Creating a truly synthetic voice that closely resembles a human voice starting from scratch is still a low-hanging fruit just out of reach, as most attempts have resulted in robotic-sounding voices similar to the Daleks or Cybermen from the Doctor Who franchise. This is because human voices have a wide range of natural variations and fluctuations that make it very difficult for a machine to reproduce. All commercially available voice solutions present on the market are built starting from a sample of real voices.
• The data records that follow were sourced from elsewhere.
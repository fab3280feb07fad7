//! Layout configuration for [`UserPaths`](super::UserPaths).
//!
//! The configuration names the application directory, the portable
//! directory that overrides the platform layout when present, and the
//! subdirectory each derived role uses. It can be built in code or read from
//! TOML:
//!
//! ```toml
//! application_dir = "myapp"
//! portable_dir = "portable"
//! root_dir = "/opt/myapp"
//!
//! [suffixes]
//! log = "logs"
//! sysdata = "system"
//! ```
//!
//! Roles missing from `[suffixes]` keep their built-in names.

use std::collections::BTreeMap;
use std::path::{Path, PathBuf};

use serde::Deserialize;

use super::role::UserPath;
use crate::error::FileError;
use crate::operations::read_file_to_string;

/// Application directory used when none is configured.
pub const DEFAULT_APPLICATION_DIR: &str = "horizon";

/// Portable directory name used when none is configured.
pub const DEFAULT_PORTABLE_DIR: &str = "user";

/// Errors produced while loading or validating a [`UserPathsConfig`].
#[derive(Debug, thiserror::Error)]
pub enum ConfigError {
    /// The configuration file could not be read.
    #[error("Failed to read user path config '{path}': {source}")]
    Io {
        path: PathBuf,
        #[source]
        source: FileError,
    },

    /// The configuration is not valid TOML or has the wrong shape.
    #[error("Invalid user path config: {0}")]
    Parse(#[from] toml::de::Error),

    /// A suffix was given for a role that is not derived from the user directory.
    #[error("Role '{0}' is not derived from the user directory and takes no suffix")]
    NotDerived(UserPath),

    /// A name that must be a single directory component is not.
    #[error("{field} must be a single directory name, got {value:?}")]
    InvalidComponent { field: String, value: String },
}

/// Describes how role paths are laid out.
#[derive(Debug, Clone, PartialEq, Eq)]
pub struct UserPathsConfig {
    application_dir: String,
    portable_dir: String,
    root_dir: Option<PathBuf>,
    suffixes: BTreeMap<UserPath, String>,
}

#[derive(Debug, Default, Deserialize)]
#[serde(default, deny_unknown_fields)]
struct RawConfig {
    application_dir: Option<String>,
    portable_dir: Option<String>,
    root_dir: Option<PathBuf>,
    suffixes: BTreeMap<UserPath, String>,
}

impl Default for UserPathsConfig {
    fn default() -> Self {
        Self {
            application_dir: DEFAULT_APPLICATION_DIR.to_string(),
            portable_dir: DEFAULT_PORTABLE_DIR.to_string(),
            root_dir: None,
            suffixes: BTreeMap::new(),
        }
    }
}

impl UserPathsConfig {
    /// Creates the built-in configuration.
    pub fn new() -> Self {
        Self::default()
    }

    /// Parses and validates a TOML document.
    pub fn from_toml_str(source: &str) -> Result<Self, ConfigError> {
        let raw: RawConfig = toml::from_str(source)?;

        let mut config = Self::default();
        if let Some(application_dir) = raw.application_dir {
            config.application_dir = application_dir;
        }
        if let Some(portable_dir) = raw.portable_dir {
            config.portable_dir = portable_dir;
        }
        config.root_dir = raw.root_dir;
        config.suffixes = raw.suffixes;

        config.validate()?;
        Ok(config)
    }

    /// Reads and validates a TOML configuration file.
    pub fn load(path: impl AsRef<Path>) -> Result<Self, ConfigError> {
        let path = path.as_ref();
        let source = read_file_to_string(path).map_err(|source| ConfigError::Io {
            path: path.to_path_buf(),
            source,
        })?;
        Self::from_toml_str(&source)
    }

    /// Sets the directory name used under the platform data directory.
    pub fn with_application_dir(mut self, name: impl Into<String>) -> Self {
        self.application_dir = name.into();
        self
    }

    /// Sets the name of the portable directory looked for under the root.
    pub fn with_portable_dir(mut self, name: impl Into<String>) -> Self {
        self.portable_dir = name.into();
        self
    }

    /// Sets the root searched for the portable directory.
    pub fn with_root_dir(mut self, root: impl Into<PathBuf>) -> Self {
        self.root_dir = Some(root.into());
        self
    }

    /// Overrides the subdirectory used for a derived role.
    pub fn with_suffix(mut self, role: UserPath, suffix: impl Into<String>) -> Self {
        self.suffixes.insert(role, suffix.into());
        self
    }

    /// Returns the application directory name.
    pub fn application_dir(&self) -> &str {
        &self.application_dir
    }

    /// Returns the portable directory name.
    pub fn portable_dir(&self) -> &str {
        &self.portable_dir
    }

    /// Returns the configured root, if any.
    pub fn root_dir(&self) -> Option<&Path> {
        self.root_dir.as_deref()
    }

    /// Returns the subdirectory for `role`, or `None` for `Root` and `User`.
    pub fn suffix(&self, role: UserPath) -> Option<&str> {
        if !role.is_derived() {
            return None;
        }
        self.suffixes
            .get(&role)
            .map(String::as_str)
            .or_else(|| role.default_suffix())
    }

    /// Checks that every configured name is a single directory component
    /// and that only derived roles carry suffixes.
    pub fn validate(&self) -> Result<(), ConfigError> {
        check_component("application_dir", &self.application_dir)?;
        check_component("portable_dir", &self.portable_dir)?;
        for (&role, suffix) in &self.suffixes {
            if !role.is_derived() {
                return Err(ConfigError::NotDerived(role));
            }
            check_component(&format!("suffix for {role}"), suffix)?;
        }
        Ok(())
    }
}

fn check_component(field: &str, value: &str) -> Result<(), ConfigError> {
    let invalid = value.is_empty()
        || value == "."
        || value == ".."
        || value.contains(['/', '\\']);
    if invalid {
        return Err(ConfigError::InvalidComponent {
            field: field.to_string(),
            value: value.to_string(),
        });
    }
    Ok(())
}
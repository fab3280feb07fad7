//! RAII file handle with typed reads and writes.
//!
//! A [`FileHandle`] owns at most one open file. It is closed on drop, can be
//! closed explicitly, and can be reopened onto a different file. Every
//! operation on a closed handle fails with [`FileErrorKind::NotOpen`], which
//! keeps "nothing was transferred" (`Ok(0)`) apart from "the handle is
//! unusable".
//!
//! # Example
//!
//! ```ignore
//! use horizon_fs::{FileHandle, OpenMode, SeekOrigin};
//!
//! let mut file = FileHandle::open("save.bin", OpenMode::WRITE_READ)?;
//! file.write_array(&[1u32, 2, 3])?;
//! file.seek(0, SeekOrigin::Start)?;
//!
//! let mut values = [0u32; 3];
//! assert_eq!(file.read_array(&mut values)?, 3);
//! ```
//!
//! [`FileErrorKind::NotOpen`]: crate::FileErrorKind::NotOpen

use std::fs;
use std::io::{self, Read, Seek, SeekFrom, Write};
use std::path::{Path, PathBuf};

use bytemuck::Pod;
use tracing::{debug, trace};

use crate::error::{FileError, FileResult};
use crate::logging::targets;
use crate::opener::{HostFileOpener, NativeOpener, OpenMode, ShareMode};

/// Reference point for [`FileHandle::seek`].
#[derive(Debug, Clone, Copy, PartialEq, Eq)]
pub enum SeekOrigin {
    /// Offset from the start of the file. Must not be negative.
    Start,
    /// Offset from the current position.
    Current,
    /// Offset from the end of the file.
    End,
}

impl SeekOrigin {
    fn to_seek_from(self, offset: i64) -> io::Result<SeekFrom> {
        match self {
            SeekOrigin::Start => u64::try_from(offset).map(SeekFrom::Start).map_err(|_| {
                io::Error::new(io::ErrorKind::InvalidInput, "negative offset from start")
            }),
            SeekOrigin::Current => Ok(SeekFrom::Current(offset)),
            SeekOrigin::End => Ok(SeekFrom::End(offset)),
        }
    }
}

/// An exclusively owned, possibly closed, file.
///
/// Handles are move-only. Dropping an open handle closes it.
pub struct FileHandle {
    file: Option<fs::File>,
    path: PathBuf,
}

static_assertions::assert_impl_all!(FileHandle: Send, Sync);
static_assertions::assert_not_impl_any!(FileHandle: Clone, Copy);

impl FileHandle {
    /// Creates a closed handle.
    pub fn new() -> Self {
        Self {
            file: None,
            path: PathBuf::new(),
        }
    }

    /// Opens `path` with the host's default sharing.
    ///
    /// # Errors
    ///
    /// Returns the host error if the file cannot be opened.
    pub fn open(path: impl AsRef<Path>, mode: OpenMode) -> FileResult<Self> {
        let mut handle = Self::new();
        handle.reopen(path, mode, ShareMode::default())?;
        Ok(handle)
    }

    /// Opens `path` on this handle, closing whatever it held before.
    ///
    /// On failure the handle is left closed.
    pub fn reopen(
        &mut self,
        path: impl AsRef<Path>,
        mode: OpenMode,
        share: ShareMode,
    ) -> FileResult<()> {
        self.reopen_with(&NativeOpener::default(), path, mode, share)
    }

    /// Like [`reopen`](Self::reopen), opening through a specific host opener.
    pub fn reopen_with<O: HostFileOpener + ?Sized>(
        &mut self,
        opener: &O,
        path: impl AsRef<Path>,
        mode: OpenMode,
        share: ShareMode,
    ) -> FileResult<()> {
        self.file = None;
        self.path = path.as_ref().to_path_buf();

        match opener.open(&self.path, mode, share) {
            Ok(file) => {
                trace!(target: targets::HANDLE, path = %self.path.display(), ?mode, "opened");
                self.file = Some(file);
                Ok(())
            }
            Err(e) => {
                debug!(
                    target: targets::HANDLE,
                    path = %self.path.display(),
                    ?mode,
                    error = %e,
                    "open failed"
                );
                Err(FileError::from_io(e, &self.path))
            }
        }
    }

    /// Returns true if a file is open.
    pub fn is_open(&self) -> bool {
        self.file.is_some()
    }

    /// Returns the path most recently opened on this handle.
    pub fn path(&self) -> &Path {
        &self.path
    }

    /// Closes the file.
    ///
    /// Closing a handle that has nothing open fails with `NotOpen`.
    pub fn close(&mut self) -> FileResult<()> {
        match self.file.take() {
            Some(file) => {
                drop(file);
                trace!(target: targets::HANDLE, path = %self.path.display(), "closed");
                Ok(())
            }
            None => Err(FileError::not_open()),
        }
    }

    /// Returns the size of the file in bytes.
    ///
    /// Asks the host directly first. If that fails, the size is found by
    /// seeking to the end and back. The position is unchanged on success.
    pub fn size(&mut self) -> FileResult<u64> {
        let file = self.file.as_mut().ok_or_else(FileError::not_open)?;
        match file.metadata() {
            Ok(metadata) => Ok(metadata.len()),
            Err(e) => {
                debug!(
                    target: targets::HANDLE,
                    path = %self.path.display(),
                    error = %e,
                    "metadata unavailable, measuring by seeking"
                );
                stream_len(file).map_err(|e| FileError::from_io(e, &self.path))
            }
        }
    }

    /// Moves the position and returns the new offset from the start.
    pub fn seek(&mut self, offset: i64, origin: SeekOrigin) -> FileResult<u64> {
        let file = self.file.as_mut().ok_or_else(FileError::not_open)?;
        let target = origin
            .to_seek_from(offset)
            .map_err(|e| FileError::from_io(e, &self.path))?;
        file.seek(target)
            .map_err(|e| FileError::from_io(e, &self.path))
    }

    /// Returns the current offset from the start of the file.
    pub fn tell(&mut self) -> FileResult<u64> {
        let file = self.file.as_mut().ok_or_else(FileError::not_open)?;
        file.stream_position()
            .map_err(|e| FileError::from_io(e, &self.path))
    }

    /// Pushes any buffered writes to the host.
    pub fn flush(&mut self) -> FileResult<()> {
        let file = self.file.as_mut().ok_or_else(FileError::not_open)?;
        file.flush().map_err(|e| FileError::from_io(e, &self.path))
    }

    /// Reads up to `buffer.len()` elements and returns how many were read.
    ///
    /// Fewer elements than requested means the end of the file was reached
    /// (or an error stopped the read after some data arrived). A trailing
    /// partial element is consumed from the file but not counted.
    pub fn read_array<T: Pod>(&mut self, buffer: &mut [T]) -> FileResult<usize> {
        let file = self.file.as_mut().ok_or_else(FileError::not_open)?;
        if buffer.is_empty() || size_of::<T>() == 0 {
            return Ok(0);
        }
        let bytes: &mut [u8] = bytemuck::cast_slice_mut(buffer);
        let read = read_up_to(file, bytes).map_err(|e| FileError::from_io(e, &self.path))?;
        Ok(read / size_of::<T>())
    }

    /// Writes up to `buffer.len()` elements and returns how many were written.
    pub fn write_array<T: Pod>(&mut self, buffer: &[T]) -> FileResult<usize> {
        let file = self.file.as_mut().ok_or_else(FileError::not_open)?;
        if buffer.is_empty() || size_of::<T>() == 0 {
            return Ok(0);
        }
        let bytes: &[u8] = bytemuck::cast_slice(buffer);
        let written = write_up_to(file, bytes).map_err(|e| FileError::from_io(e, &self.path))?;
        Ok(written / size_of::<T>())
    }

    /// Reads raw bytes. Returns the number of bytes read.
    pub fn read_bytes(&mut self, buffer: &mut [u8]) -> FileResult<usize> {
        self.read_array(buffer)
    }

    /// Writes raw bytes. Returns the number of bytes written.
    pub fn write_bytes(&mut self, buffer: &[u8]) -> FileResult<usize> {
        self.write_array(buffer)
    }

    /// Reads a single value. Returns 1 if it was read in full, 0 otherwise.
    pub fn read_object<T: Pod>(&mut self, object: &mut T) -> FileResult<usize> {
        self.read_array(std::slice::from_mut(object))
    }

    /// Writes a single value. Returns 1 if it was written in full, 0 otherwise.
    pub fn write_object<T: Pod>(&mut self, object: &T) -> FileResult<usize> {
        self.write_array(std::slice::from_ref(object))
    }

    /// Writes the UTF-8 bytes of `text`. Returns the number of bytes written.
    pub fn write_string(&mut self, text: &str) -> FileResult<usize> {
        self.write_bytes(text.as_bytes())
    }

    /// Truncates or extends the file to exactly `new_size` bytes.
    ///
    /// The handle must have been opened for writing. How the host fills the
    /// grown region is up to the host; common filesystems zero-fill it.
    /// The position is not changed.
    pub fn resize(&mut self, new_size: u64) -> FileResult<()> {
        let file = self.file.as_mut().ok_or_else(FileError::not_open)?;
        file.set_len(new_size)
            .map_err(|e| FileError::from_io(e, &self.path))
    }
}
The voices of Talkens started from a preexisting audio corpus of approximately 50 vocal identities, equally distributed between male and female, each voice having about 20 minutes of audio recording to provide sufficient data. To generate new voices from the existing dataset, the team behind Talkens worked on a complex AI algorithm that interpolates existing voices, combining their characteristics like pitch, tonality, intensity and frequency to generate a new voice identity. In the initial stages of the project, pairs of two vocal identities were combined to generate new ones, but as results proved fruitful, multiple vocal identities were combined to exponentially increase the total number of voices, up to 10 000. Voice synthesis is a technique that has been around for quite some time, but Talkens is the first project to investigate this topic on a large scale in the NFT domain. As a matter of fact, Talkens managed to push this technology to its limits by managing to generate 10 000 voices starting from an initial sample size of 50 voice identities, without needing to record additional speakers.
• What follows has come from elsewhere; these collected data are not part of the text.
//! Legacy 8.3 short filename encoding.
//!
//! FAT volumes store a short name as an 8 byte base name followed by a
//! 3 byte extension, both uppercase and padded with spaces. This module maps
//! an arbitrary filename onto that layout.
//!
//! # Example
//!
//! ```
//! use horizon_fs::short_name::split_filename_83;
//!
//! let (name, extension) = split_filename_83("LongFileName.txt");
//! assert_eq!(name.as_bytes(), b"LONGFI~1");
//! assert_eq!(extension.as_bytes(), b"TXT");
//! ```

use std::fmt;

/// Width of a short base name in bytes.
pub const SHORT_NAME_LEN: usize = 8;

/// Width of a short extension in bytes.
pub const SHORT_EXTENSION_LEN: usize = 3;

/// Bytes that never appear in a generated base name.
const FORBIDDEN: &[u8] = b".\"/\\[]:;=, ";

/// Written over the last two base name slots when the name is too long.
const TRUNCATION_MARKER: [u8; 2] = *b"~1";

/// An 8 byte, uppercase, space-padded base name.
#[derive(Clone, Copy, PartialEq, Eq, Hash)]
pub struct ShortName([u8; SHORT_NAME_LEN]);

/// A 3 byte, uppercase, space-padded extension.
#[derive(Clone, Copy, PartialEq, Eq, Hash)]
pub struct ShortExtension([u8; SHORT_EXTENSION_LEN]);

static_assertions::assert_eq_size!(ShortName, [u8; SHORT_NAME_LEN]);
static_assertions::assert_eq_size!(ShortExtension, [u8; SHORT_EXTENSION_LEN]);
static_assertions::assert_impl_all!(ShortName: Send, Sync, Copy);
static_assertions::assert_impl_all!(ShortExtension: Send, Sync, Copy);

impl ShortName {
    /// Returns the raw padded bytes.
    pub fn as_bytes(&self) -> &[u8; SHORT_NAME_LEN] {
        &self.0
    }

    /// Returns the name without its space padding.
    pub fn trimmed(&self) -> String {
        String::from_utf8_lossy(self.0.trim_ascii_end()).into_owned()
    }
}

impl ShortExtension {
    /// Returns the raw padded bytes.
    pub fn as_bytes(&self) -> &[u8; SHORT_EXTENSION_LEN] {
        &self.0
    }

    /// Returns the extension without its space padding.
    pub fn trimmed(&self) -> String {
        String::from_utf8_lossy(self.0.trim_ascii_end()).into_owned()
    }
}

impl fmt::Display for ShortName {
    fn fmt(&self, f: &mut fmt::Formatter<'_>) -> fmt::Result {
        f.write_str(&String::from_utf8_lossy(&self.0))
    }
}

impl fmt::Debug for ShortName {
    fn fmt(&self, f: &mut fmt::Formatter<'_>) -> fmt::Result {
        f.debug_tuple("ShortName")
            .field(&String::from_utf8_lossy(&self.0))
            .finish()
    }
}

impl fmt::Display for ShortExtension {
    fn fmt(&self, f: &mut fmt::Formatter<'_>) -> fmt::Result {
        f.write_str(&String::from_utf8_lossy(&self.0))
    }
}

impl fmt::Debug for ShortExtension {
    fn fmt(&self, f: &mut fmt::Formatter<'_>) -> fmt::Result {
        f.debug_tuple("ShortExtension")
            .field(&String::from_utf8_lossy(&self.0))
            .finish()
    }
}

/// Splits a filename into a short base name and a short extension.
///
/// The split point is the last `.`; when that dot ends the filename, the dot
/// before it is used instead. The base name is built from the text before the
/// split point: each byte is uppercased, bytes from `. " / \ [ ] : ; = ,` and
/// space are dropped, and once a ninth byte would be accepted the last two
/// slots become `~1`. The extension takes the first three bytes after the
/// split point, uppercased but *not* filtered.
///
/// Uppercasing is ASCII only. Non-ASCII bytes are copied through unchanged.
pub fn split_filename_83(filename: &str) -> (ShortName, ShortExtension) {
    let bytes = filename.as_bytes();

    let mut point = filename.rfind('.');
    if let Some(index) = point
        && index + 1 == bytes.len()
    {
        point = filename[..index].rfind('.');
    }

    let base = match point {
        Some(index) => &bytes[..index],
        None => bytes,
    };

    let mut name = [b' '; SHORT_NAME_LEN];
    let mut accepted = 0;
    for &byte in base {
        if FORBIDDEN.contains(&byte) {
            continue;
        }
        if accepted == SHORT_NAME_LEN {
            name[SHORT_NAME_LEN - 2..].copy_from_slice(&TRUNCATION_MARKER);
            break;
        }
        name[accepted] = byte.to_ascii_uppercase();
        accepted += 1;
    }

    let mut extension = [b' '; SHORT_EXTENSION_LEN];
    if let Some(index) = point {
        for (slot, &byte) in extension.iter_mut().zip(&bytes[index + 1..]) {
            *slot = byte.to_ascii_uppercase();
        }
    }

    (ShortName(name), ShortExtension(extension))
}
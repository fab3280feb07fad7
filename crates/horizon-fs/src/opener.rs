//! Open modes and host-specific file opening.
//!
//! [`OpenMode`] is parsed from the familiar stdio mode strings (`"rb"`,
//! `"w+"`, `"ab"`, ...) and turned into [`std::fs::OpenOptions`]. How the
//! options are finally applied is decided by a [`HostFileOpener`]: the
//! Windows opener forwards [`ShareMode`] to the OS, the portable opener
//! ignores it. [`NativeOpener`] names the one matching the build target.

use std::fs;
use std::io;
use std::path::Path;
use std::str::FromStr;

use crate::error::{FileError, FileErrorKind};

// ============================================================================
// OpenMode
// ============================================================================

/// How a file is opened.
///
/// # Example
///
/// ```
/// use horizon_fs::OpenMode;
///
/// let mode: OpenMode = "rb+".parse().unwrap();
/// assert!(mode.is_readable());
/// assert!(mode.is_writable());
/// assert_eq!(mode, OpenMode::READ_WRITE);
/// ```
#[derive(Debug, Clone, Copy, PartialEq, Eq)]
pub struct OpenMode {
    read: bool,
    write: bool,
    append: bool,
    truncate: bool,
    create: bool,
}

impl OpenMode {
    /// `"r"`: read an existing file.
    pub const READ: Self = Self::new(true, false, false, false, false);
    /// `"w"`: create or truncate, write only.
    pub const WRITE: Self = Self::new(false, true, false, true, true);
    /// `"a"`: create if missing, every write goes to the end.
    pub const APPEND: Self = Self::new(false, false, true, false, true);
    /// `"r+"`: read and write an existing file.
    pub const READ_WRITE: Self = Self::new(true, true, false, false, false);
    /// `"w+"`: create or truncate, read and write.
    pub const WRITE_READ: Self = Self::new(true, true, false, true, true);
    /// `"a+"`: create if missing, read anywhere, write at the end.
    pub const APPEND_READ: Self = Self::new(true, false, true, false, true);

    const fn new(read: bool, write: bool, append: bool, truncate: bool, create: bool) -> Self {
        Self {
            read,
            write,
            append,
            truncate,
            create,
        }
    }

    /// Parses a stdio style mode string.
    ///
    /// The first character is `r`, `w` or `a`. It may be followed by `+`
    /// and by `b` or `t` in any order; `b` and `t` make no difference here.
    pub fn parse(mode: &str) -> Result<Self, FileError> {
        let mut chars = mode.chars();
        let base = match chars.next() {
            Some('r') => Self::READ,
            Some('w') => Self::WRITE,
            Some('a') => Self::APPEND,
            _ => return Err(invalid_mode(mode)),
        };

        let mut update = false;
        for c in chars {
            match c {
                '+' if !update => update = true,
                'b' | 't' => {}
                _ => return Err(invalid_mode(mode)),
            }
        }

        Ok(match (base, update) {
            (plain, false) => plain,
            (Self::READ, true) => Self::READ_WRITE,
            (Self::WRITE, true) => Self::WRITE_READ,
            (_, true) => Self::APPEND_READ,
        })
    }

    /// Returns true if the file can be read.
    pub fn is_readable(&self) -> bool {
        self.read
    }

    /// Returns true if the file can be written.
    pub fn is_writable(&self) -> bool {
        self.write || self.append
    }

    /// Converts the mode into host open options.
    pub fn to_open_options(self) -> fs::OpenOptions {
        let mut options = fs::OpenOptions::new();
        options
            .read(self.read)
            .write(self.write)
            .append(self.append)
            .truncate(self.truncate)
            .create(self.create);
        options
    }
}

impl FromStr for OpenMode {
    type Err = FileError;

    fn from_str(s: &str) -> Result<Self, Self::Err> {
        Self::parse(s)
    }
}

fn invalid_mode(mode: &str) -> FileError {
    FileError::new(
        FileErrorKind::InvalidPath,
        None,
        Some(io::Error::new(
            io::ErrorKind::InvalidInput,
            format!("invalid open mode {mode:?}"),
        )),
    )
}

// ============================================================================
// ShareMode
// ============================================================================

/// Which kinds of access other handles are denied while this one is open.
///
/// Only Windows enforces sharing; elsewhere every mode behaves like
/// [`ShareMode::DenyNone`].
#[derive(Debug, Clone, Copy, PartialEq, Eq, Default)]
pub enum ShareMode {
    /// Others may read, write and delete.
    #[default]
    DenyNone,
    /// Others may not read.
    DenyRead,
    /// Others may not write.
    DenyWrite,
    /// Others may neither read nor write.
    DenyReadWrite,
}

impl ShareMode {
    /// Returns the `FILE_SHARE_*` flags for this mode.
    pub fn windows_share_flags(self) -> u32 {
        const FILE_SHARE_READ: u32 = 0x1;
        const FILE_SHARE_WRITE: u32 = 0x2;
        const FILE_SHARE_DELETE: u32 = 0x4;

        match self {
            ShareMode::DenyNone => FILE_SHARE_READ | FILE_SHARE_WRITE | FILE_SHARE_DELETE,
            ShareMode::DenyRead => FILE_SHARE_WRITE,
            ShareMode::DenyWrite => FILE_SHARE_READ,
            ShareMode::DenyReadWrite => 0,
        }
    }
}

// ============================================================================
// Openers
// ============================================================================

/// Opens files with the semantics of a particular host.
pub trait HostFileOpener {
    /// Opens `path` with the given mode and sharing.
    fn open(&self, path: &Path, mode: OpenMode, share: ShareMode) -> io::Result<fs::File>;
}

/// Opener for hosts without share modes. `ShareMode` is ignored.
#[derive(Debug, Clone, Copy, Default)]
pub struct PortableOpener;

impl HostFileOpener for PortableOpener {
    fn open(&self, path: &Path, mode: OpenMode, _share: ShareMode) -> io::Result<fs::File> {
        mode.to_open_options().open(path)
    }
}

/// Opener that applies `ShareMode` when built for Windows.
#[derive(Debug, Clone, Copy, Default)]
pub struct WindowsOpener;

impl HostFileOpener for WindowsOpener {
    fn open(&self, path: &Path, mode: OpenMode, share: ShareMode) -> io::Result<fs::File> {
        #[allow(unused_mut)]
        let mut options = mode.to_open_options();
        #[cfg(windows)]
        {
            use std::os::windows::fs::OpenOptionsExt;
            options.share_mode(share.windows_share_flags());
        }
        #[cfg(not(windows))]
        let _ = share;
        options.open(path)
    }
}

/// The opener for the current build target.
#[cfg(windows)]
pub type NativeOpener = WindowsOpener;

/// The opener for the current build target.
#[cfg(not(windows))]
pub type NativeOpener = PortableOpener;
A major innovation in the voice synthesis part is the fact that Talkens manages to achieve a pure voice synthesis. Popular voice assistant solutions available on the market like Alexa or Siri use concatenated voice synthesis, meaning that each line spoken by the assistant is prerecorded and joined together, meaning that such systems are unable to generate new speech that hasn’t been prerecorded. Pure voice synthesis solutions like Talkens leverage complex AI neural networks to generate speech without requiring any prerecording.

The biggest advantage of modern machine learning and deep learning techniques is the fact that if you have a sufficiently complex algorithm and feed a neural network enough quality data, it can, in theory, at least, learn anything. On the deep learning side of things, there is the concept of fine-tuning, which allows a broader neural network to be trained to focus on a specific domain. The best way to explain this concept is to take an image example. Let’s say you want to train a neural network to be able to detect pictures of cats. To do this, you would need to feed a vast quantity of data to the network to train it. The data in question doesn’t necessarily require annotated data, labelled data that says this is a cat and so on. Neural networks that learn without labelled data perform self-supervised learning, which means that it detects their own patterns and conclusions. Once the neural network is trained to detect cats, you can input a labelled data set to train the neural network to detect certain cat breeds, like Angora or British short hair. This is what fine-tuning is in a nutshell. The advantage of this approach is that fine-tuning requires a smaller dataset.

A similar process was performed with the Talkens neural network. Instead of creating multiple neural networks for every 10 000 voices, a single neural network is trained and fine-tuned for each individual vocal identity.

Natural Language Processing (NLP) techniques also play an important part in the Talkens project. NLP converts the text input given by a user into phonemes, which are later converted by the neural network from an AI Serum into speech.